The Disadvantages of In-House Billing
However, in-house billing without the right systems can present challenges, such as:
- Staffing requirements. You’d need to hire, train, and retain qualified personnel to handle billing functions.
- Learning curve. Your staff will need time to develop expertise across different payers and scenarios. There are robust practice management tools are available that can help accelerate this process.
- Technology investment. Businesses will need comprehensive practice management software with integrated billing, real-time reporting, and automated workflows.
The Advantages of Outsourcing
Professional billing services also offer several benefits.

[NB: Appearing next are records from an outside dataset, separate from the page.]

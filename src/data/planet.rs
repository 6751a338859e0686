use chrono::Utc;
use sea_orm::{
    ActiveModelTrait, ActiveValue, ConnectionTrait, DbErr, DeleteResult, EntityTrait,
    IntoActiveModel, QueryOrder,
};

pub struct PlanetRepository<'a, C: ConnectionTrait> {
    db: &'a C,
}

impl<'a, C: ConnectionTrait> PlanetRepository<'a, C> {
    /// Creates a new instance of [`PlanetRepository`]
    pub fn new(db: &'a C) -> Self {
        Self { db }
    }

    /// Inserts a planet into the reference catalog
    pub async fn create(
        &self,
        name: String,
        diameter: Option<f64>,
        climate: Option<String>,
        terrain: Option<String>,
    ) -> Result<entity::planet::Model, DbErr> {
        let now = Utc::now().naive_utc();

        let planet = entity::planet::ActiveModel {
            name: ActiveValue::Set(name),
            diameter: ActiveValue::Set(diameter),
            climate: ActiveValue::Set(climate),
            terrain: ActiveValue::Set(terrain),
            created: ActiveValue::Set(now),
            edited: ActiveValue::Set(now),
            ..Default::default()
        };

        planet.insert(self.db).await
    }

    pub async fn get_by_id(&self, planet_id: i32) -> Result<Option<entity::planet::Model>, DbErr> {
        entity::prelude::Planet::find_by_id(planet_id)
            .one(self.db)
            .await
    }

    pub async fn list(&self) -> Result<Vec<entity::planet::Model>, DbErr> {
        entity::prelude::Planet::find()
            .order_by_asc(entity::planet::Column::Name)
            .all(self.db)
            .await
    }

    /// Replaces the descriptive fields wholesale and refreshes the edited
    /// timestamp; created is preserved
    pub async fn update(
        &self,
        planet_id: i32,
        name: String,
        diameter: Option<f64>,
        climate: Option<String>,
        terrain: Option<String>,
    ) -> Result<Option<entity::planet::Model>, DbErr> {
        let planet = match entity::prelude::Planet::find_by_id(planet_id)
            .one(self.db)
            .await?
        {
            Some(planet) => planet,
            None => return Ok(None),
        };

        let mut planet_am = planet.into_active_model();
        planet_am.name = ActiveValue::Set(name);
        planet_am.diameter = ActiveValue::Set(diameter);
        planet_am.climate = ActiveValue::Set(climate);
        planet_am.terrain = ActiveValue::Set(terrain);
        planet_am.edited = ActiveValue::Set(Utc::now().naive_utc());

        let planet = planet_am.update(self.db).await?;

        Ok(Some(planet))
    }

    /// Deletes a planet
    ///
    /// Fails with a foreign-key violation while favorite links still
    /// reference the planet.
    pub async fn delete(&self, planet_id: i32) -> Result<DeleteResult, DbErr> {
        entity::prelude::Planet::delete_by_id(planet_id)
            .exec(self.db)
            .await
    }
}

#[cfg(test)]
mod tests {

    mod create {
        use starfav_test_utils::prelude::*;

        use crate::data::planet::PlanetRepository;

        /// Expect the inserted row to carry the provided descriptive fields
        #[tokio::test]
        async fn creates_planet() -> Result<(), TestError> {
            let test = test_setup_with_favorites_tables!()?;

            let planet_repo = PlanetRepository::new(&test.db);
            let result = planet_repo
                .create(
                    "Tatooine".to_string(),
                    Some(10465.0),
                    Some("arid".to_string()),
                    Some("desert".to_string()),
                )
                .await;

            assert!(result.is_ok(), "Error: {:?}", result);
            let created = result.unwrap();

            assert_eq!(created.name, "Tatooine");
            assert_eq!(created.diameter, Some(10465.0));
            assert_eq!(created.climate.as_deref(), Some("arid"));
            assert_eq!(created.terrain.as_deref(), Some("desert"));

            Ok(())
        }
    }

    mod get {
        use starfav_test_utils::prelude::*;

        use crate::data::planet::PlanetRepository;

        /// Expect Ok(Some(_)) for an existing planet
        #[tokio::test]
        async fn finds_existing_planet() -> Result<(), TestError> {
            let test = test_setup_with_favorites_tables!()?;
            let planet_model = test.catalog().insert_planet("Tatooine").await?;

            let planet_repo = PlanetRepository::new(&test.db);
            let result = planet_repo.get_by_id(planet_model.id).await;

            assert!(matches!(result, Ok(Some(_))));

            Ok(())
        }

        /// Expect Ok(None) for a planet that does not exist
        #[tokio::test]
        async fn returns_none_for_nonexistent_planet() -> Result<(), TestError> {
            let test = test_setup_with_favorites_tables!()?;

            let planet_repo = PlanetRepository::new(&test.db);
            let result = planet_repo.get_by_id(1).await;

            assert!(matches!(result, Ok(None)));

            Ok(())
        }

        /// Expect the full catalog ordered by name
        #[tokio::test]
        async fn lists_planets_by_name() -> Result<(), TestError> {
            let test = test_setup_with_favorites_tables!()?;
            test.catalog().insert_planet("Tatooine").await?;
            test.catalog().insert_planet("Alderaan").await?;

            let planet_repo = PlanetRepository::new(&test.db);
            let planets = planet_repo.list().await?;

            let names: Vec<_> = planets.iter().map(|p| p.name.as_str()).collect();
            assert_eq!(names, vec!["Alderaan", "Tatooine"]);

            Ok(())
        }
    }

    mod update {
        use starfav_test_utils::prelude::*;

        use crate::data::planet::PlanetRepository;

        /// Expect terrain to change, edited to refresh, and created to stay
        /// untouched
        #[tokio::test]
        async fn updates_terrain_and_refreshes_edited() -> Result<(), TestError> {
            let test = test_setup_with_favorites_tables!()?;
            let planet_model = test.catalog().insert_planet("Tatooine").await?;

            // Ensure the refreshed timestamp is measurably later
            std::thread::sleep(std::time::Duration::from_millis(5));

            let planet_repo = PlanetRepository::new(&test.db);
            let result = planet_repo
                .update(
                    planet_model.id,
                    planet_model.name.clone(),
                    planet_model.diameter,
                    planet_model.climate.clone(),
                    Some("canyons".to_string()),
                )
                .await;

            assert!(matches!(result, Ok(Some(_))));
            let updated = result.unwrap().unwrap();
            assert_eq!(updated.terrain.as_deref(), Some("canyons"));
            assert_eq!(updated.created, planet_model.created);
            assert!(updated.edited > planet_model.edited);

            Ok(())
        }

        /// Expect Ok(None) when the planet does not exist
        #[tokio::test]
        async fn returns_none_for_nonexistent_planet() -> Result<(), TestError> {
            let test = test_setup_with_favorites_tables!()?;

            let planet_repo = PlanetRepository::new(&test.db);
            let result = planet_repo
                .update(1, "Tatooine".to_string(), None, None, None)
                .await;

            assert!(matches!(result, Ok(None)));

            Ok(())
        }
    }

    mod delete {
        use starfav_test_utils::prelude::*;

        use crate::data::planet::PlanetRepository;

        /// Expect success when deleting an unreferenced planet
        #[tokio::test]
        async fn deletes_existing_planet() -> Result<(), TestError> {
            let test = test_setup_with_favorites_tables!()?;
            let planet_model = test.catalog().insert_planet("Tatooine").await?;

            let planet_repo = PlanetRepository::new(&test.db);
            let result = planet_repo.delete(planet_model.id).await;

            assert!(result.is_ok());
            assert_eq!(result.unwrap().rows_affected, 1);

            Ok(())
        }

        /// Expect Error while a favorite link still references the planet
        #[tokio::test]
        async fn blocked_while_favorites_reference_planet() -> Result<(), TestError> {
            let test = test_setup_with_favorites_tables!()?;
            let user_model = test.user().insert_user("luke").await?;
            let planet_model = test.catalog().insert_planet("Tatooine").await?;
            test.favorite()
                .insert_favorite_planet(user_model.id, Some(planet_model.id))
                .await?;

            let planet_repo = PlanetRepository::new(&test.db);
            let result = planet_repo.delete(planet_model.id).await;

            assert!(result.is_err());

            Ok(())
        }
    }
}
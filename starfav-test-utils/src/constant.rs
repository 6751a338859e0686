//! Standard values used across test fixtures.

/// Default username for inserted test users.
pub static TEST_USERNAME: &str = "test_user";

/// Placeholder password hash for inserted test users. Not a real credential.
pub static TEST_PASSWORD: &str = "$argon2id$test-placeholder-hash";

/// Default email for inserted test users.
pub static TEST_EMAIL: &str = "test_user@example.com";
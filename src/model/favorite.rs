use chrono::NaiveDateTime;
use serde::{Deserialize, Serialize};

use crate::model::catalog::{CharacterDto, PlanetDto};

/// Resolution state of a favorite link's target.
///
/// Link rows carry a nullable foreign key, so a favorite can exist without a
/// live target (never set, or the target row was deleted since). Serialization
/// is total over both states: an absent target becomes an explicit
/// `unresolved` marker instead of a failure at dereference time.
#[derive(Clone, Debug, Serialize, Deserialize)]
#[serde(tag = "status", content = "target", rename_all = "snake_case")]
pub enum FavoriteTarget<T> {
    Resolved(T),
    Unresolved,
}

impl<T> From<Option<T>> for FavoriteTarget<T> {
    fn from(target: Option<T>) -> Self {
        match target {
            Some(target) => Self::Resolved(target),
            None => Self::Unresolved,
        }
    }
}

/// A user's favorite-character link with its resolved target.
#[derive(Clone, Debug, Serialize, Deserialize)]
pub struct FavoriteCharacterDto {
    pub id: i32,
    pub created: NaiveDateTime,
    pub character: FavoriteTarget<CharacterDto>,
}

impl From<(entity::favorite_character::Model, Option<entity::character::Model>)>
    for FavoriteCharacterDto
{
    fn from(
        (favorite, character): (
            entity::favorite_character::Model,
            Option<entity::character::Model>,
        ),
    ) -> Self {
        Self {
            id: favorite.id,
            created: favorite.created,
            character: character.map(CharacterDto::from).into(),
        }
    }
}

/// A user's favorite-planet link with its resolved target.
#[derive(Clone, Debug, Serialize, Deserialize)]
pub struct FavoritePlanetDto {
    pub id: i32,
    pub created: NaiveDateTime,
    pub planet: FavoriteTarget<PlanetDto>,
}

impl From<(entity::favorite_planet::Model, Option<entity::planet::Model>)> for FavoritePlanetDto {
    fn from(
        (favorite, planet): (
            entity::favorite_planet::Model,
            Option<entity::planet::Model>,
        ),
    ) -> Self {
        Self {
            id: favorite.id,
            created: favorite.created,
            planet: planet.map(PlanetDto::from).into(),
        }
    }
}

/// All favorites of one user, grouped by target kind.
///
/// Both collections are always present; a user without favorites serializes
/// to two empty arrays rather than nulls.
#[derive(Clone, Debug, Serialize, Deserialize)]
pub struct FavoritesDto {
    pub characters: Vec<FavoriteCharacterDto>,
    pub planets: Vec<FavoritePlanetDto>,
}
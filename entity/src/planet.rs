use sea_orm::entity::prelude::*;

/// A planet from the reference catalog.
#[derive(Clone, Debug, PartialEq, DeriveEntityModel)]
#[sea_orm(table_name = "planets")]
pub struct Model {
    #[sea_orm(primary_key)]
    pub id: i32,
    pub name: String,
    pub diameter: Option<f64>,
    pub climate: Option<String>,
    pub terrain: Option<String>,
    pub created: DateTime,
    pub edited: DateTime,
}

#[derive(Copy, Clone, Debug, EnumIter, DeriveRelation)]
pub enum Relation {
    #[sea_orm(has_many = "super::favorite_planet::Entity")]
    FavoritePlanet,
}

impl Related<super::favorite_planet::Entity> for Entity {
    fn to() -> RelationDef {
        Relation::FavoritePlanet.def()
    }
}

impl ActiveModelBehavior for ActiveModel {}
//! Error types for the starfav backend.
//!
//! Storage failures (unique-constraint violations, foreign-key violations,
//! missing rows) surface as [`sea_orm::DbErr`] and propagate unchanged to the
//! caller; this layer performs no recovery or retry.

pub mod config;

use thiserror::Error;

use crate::error::config::ConfigError;

#[derive(Error, Debug)]
pub enum Error {
    /// Configuration error (missing or invalid environment variables).
    #[error(transparent)]
    ConfigError(#[from] ConfigError),
    /// Database error (query failures, connection issues, constraint violations).
    #[error(transparent)]
    DbErr(#[from] sea_orm::DbErr),
}
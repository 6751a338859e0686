pub mod constant;
pub mod error;
pub mod fixtures;
pub mod model;
pub mod setup;

pub use error::TestError;
pub use setup::TestSetup;

pub mod prelude {
    pub use crate::{
        fixtures::factory, test_setup_with_favorites_tables, test_setup_with_tables, TestError,
        TestSetup,
    };
}
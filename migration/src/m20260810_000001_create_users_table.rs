use sea_orm_migration::{prelude::*, schema::*};

#[derive(DeriveMigrationName)]
pub struct Migration;

#[async_trait::async_trait]
impl MigrationTrait for Migration {
    async fn up(&self, manager: &SchemaManager) -> Result<(), DbErr> {
        manager
            .create_table(
                Table::create()
                    .table(Users::Table)
                    .if_not_exists()
                    .col(pk_auto(Users::Id))
                    .col(string_uniq(Users::Username))
                    .col(string(Users::Password))
                    .col(string_null(Users::Email).unique_key())
                    .col(timestamp(Users::Created))
                    .col(timestamp(Users::Edited))
                    .to_owned(),
            )
            .await?;

        Ok(())
    }

    async fn down(&self, manager: &SchemaManager) -> Result<(), DbErr> {
        manager
            .drop_table(Table::drop().table(Users::Table).to_owned())
            .await?;

        Ok(())
    }
}

#[derive(DeriveIden)]
pub enum Users {
    Table,
    Id,
    Username,
    Password,
    Email,
    Created,
    Edited,
}
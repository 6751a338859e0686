//! User row insertion utilities.

use chrono::Utc;
use sea_orm::{ActiveModelTrait, ActiveValue};

use crate::{constant::TEST_PASSWORD, error::TestError, model::UserModel, setup::TestSetup};

pub struct UserFixtures<'a> {
    pub(crate) setup: &'a TestSetup,
}

impl<'a> UserFixtures<'a> {
    /// Insert a user with the given username, no email, and the standard
    /// placeholder password hash.
    pub async fn insert_user(&self, username: &str) -> Result<UserModel, TestError> {
        self.insert(username, None).await
    }

    /// Insert a user with the given username and email.
    pub async fn insert_user_with_email(
        &self,
        username: &str,
        email: &str,
    ) -> Result<UserModel, TestError> {
        self.insert(username, Some(email.to_string())).await
    }

    async fn insert(&self, username: &str, email: Option<String>) -> Result<UserModel, TestError> {
        let now = Utc::now().naive_utc();

        let user = entity::user::ActiveModel {
            username: ActiveValue::Set(username.to_string()),
            password: ActiveValue::Set(TEST_PASSWORD.to_string()),
            email: ActiveValue::Set(email),
            created: ActiveValue::Set(now),
            edited: ActiveValue::Set(now),
            ..Default::default()
        };

        Ok(user.insert(&self.setup.db).await?)
    }
}
//! Page filter catalogs and manifests.
//!
//! [`catalog`] loads what a language offers; [`manifest`] joins a page's
//! declared filters against it.

pub mod catalog;
pub mod manifest;

pub use catalog::{
    Allowlist, CatalogError, FilterOption, OptionCatalog, load_allowlist, load_filter_options,
};
pub use manifest::{ManifestFilter, PageFiltersManifest, build_manifest, options_for_page};
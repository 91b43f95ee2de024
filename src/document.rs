//! Top-level parse of a content file into a [`ParsedFile`].
//!
//! Steps, in order: parse the markup, decode and validate the front matter,
//! resolve partials, then flatten soft errors as
//! `errors(root) ++ errors(partials…)`. Front matter problems and partial
//! problems are hard errors and abort the parse; markup problems are soft and
//! travel with the result.

use crate::ast::Node;
use crate::diagnostics::{ParsingError, collect_errors};
use crate::frontmatter::{Frontmatter, FrontmatterError, parse_frontmatter};
use crate::markup;
use crate::partials::{PartialError, resolve_partials};
use indexmap::IndexMap;
use log::debug;
use std::io;
use std::path::{Path, PathBuf};
use thiserror::Error;

#[derive(Error, Debug)]
pub enum ParseError {
    #[error("failed to read {}", path.display())]
    Read {
        path: PathBuf,
        #[source]
        source: io::Error,
    },
    #[error("invalid front matter in {}", path.display())]
    Frontmatter {
        path: PathBuf,
        #[source]
        source: FrontmatterError,
    },
    #[error("failed to resolve partials of {}", path.display())]
    Partial {
        path: PathBuf,
        #[source]
        source: PartialError,
    },
}

/// Everything the page builder needs from one content file.
#[derive(Debug, Clone)]
pub struct ParsedFile {
    pub ast: Node,
    pub frontmatter: Frontmatter,
    /// Raw `file` value to parsed partial tree, in discovery order.
    pub partials: IndexMap<String, Node>,
    /// Soft errors of the document and every included partial.
    pub errors: Vec<ParsingError>,
}

impl ParsedFile {
    pub fn has_errors(&self) -> bool {
        !self.errors.is_empty()
    }
}

/// Read and parse the file at `path`.
pub fn parse_file(path: &Path, partials_dir: &Path) -> Result<ParsedFile, ParseError> {
    debug!(path:?; "Parsing content file");
    let source = std::fs::read_to_string(path).map_err(|source| ParseError::Read {
        path: path.to_path_buf(),
        source,
    })?;
    parse_source(&source, path, partials_dir)
}

/// Parse already-loaded source. `origin` only labels errors.
pub fn parse_source(
    source: &str,
    origin: &Path,
    partials_dir: &Path,
) -> Result<ParsedFile, ParseError> {
    let ast = markup::parse(source);

    let frontmatter = ast
        .frontmatter()
        .ok_or(FrontmatterError::Missing)
        .and_then(parse_frontmatter)
        .map_err(|source| ParseError::Frontmatter {
            path: origin.to_path_buf(),
            source,
        })?;

    let resolved = resolve_partials(&ast, partials_dir).map_err(|source| ParseError::Partial {
        path: origin.to_path_buf(),
        source,
    })?;

    let mut errors = collect_errors(&ast);
    errors.extend(resolved.errors);

    Ok(ParsedFile {
        ast,
        frontmatter,
        partials: resolved.partials,
        errors,
    })
}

- Specialized expertise: Third party billing companies often have teams of certified billers who are current on Medicare updates, the 8-minute rule, and complex payer policies.
- Automatic scalability: You can adjust the resources you use as your practice grows very quickly.
- Higher collection rates: By working with experts, practices should achieve collection rates of 96-98%.
The Disadvantages of Outsourcing
Although they have some attractive perks, outsourcing may also come with trade-offs.
- Less direct control: You must rely on reports rather than real-time oversight of your PT clinics’ billing process.
- Communication delays: Questions and answers are received and sent via email or call instead of in-person responses.
- Service fees: Some agencies want a percentage of collections or flat monthly fees, which can get expensive for higher-revenue practices.
Take Control of Your Physical Therapy Billing
Proper billing is a big deal, and not just for the reason you might think. Sure, efficient billing can help you get paid on time, but it goes beyond that. Having a financially stable practice lets you focus your time on patient care.
If you’ve recognized any of these warning signs in your practice, it’s the perfect time to take action. Carefully assess your current billing performance, determine whether your current approach is truly working, and recognize that there are modern EHR systems and other resources designed to overcome these common billing challenges.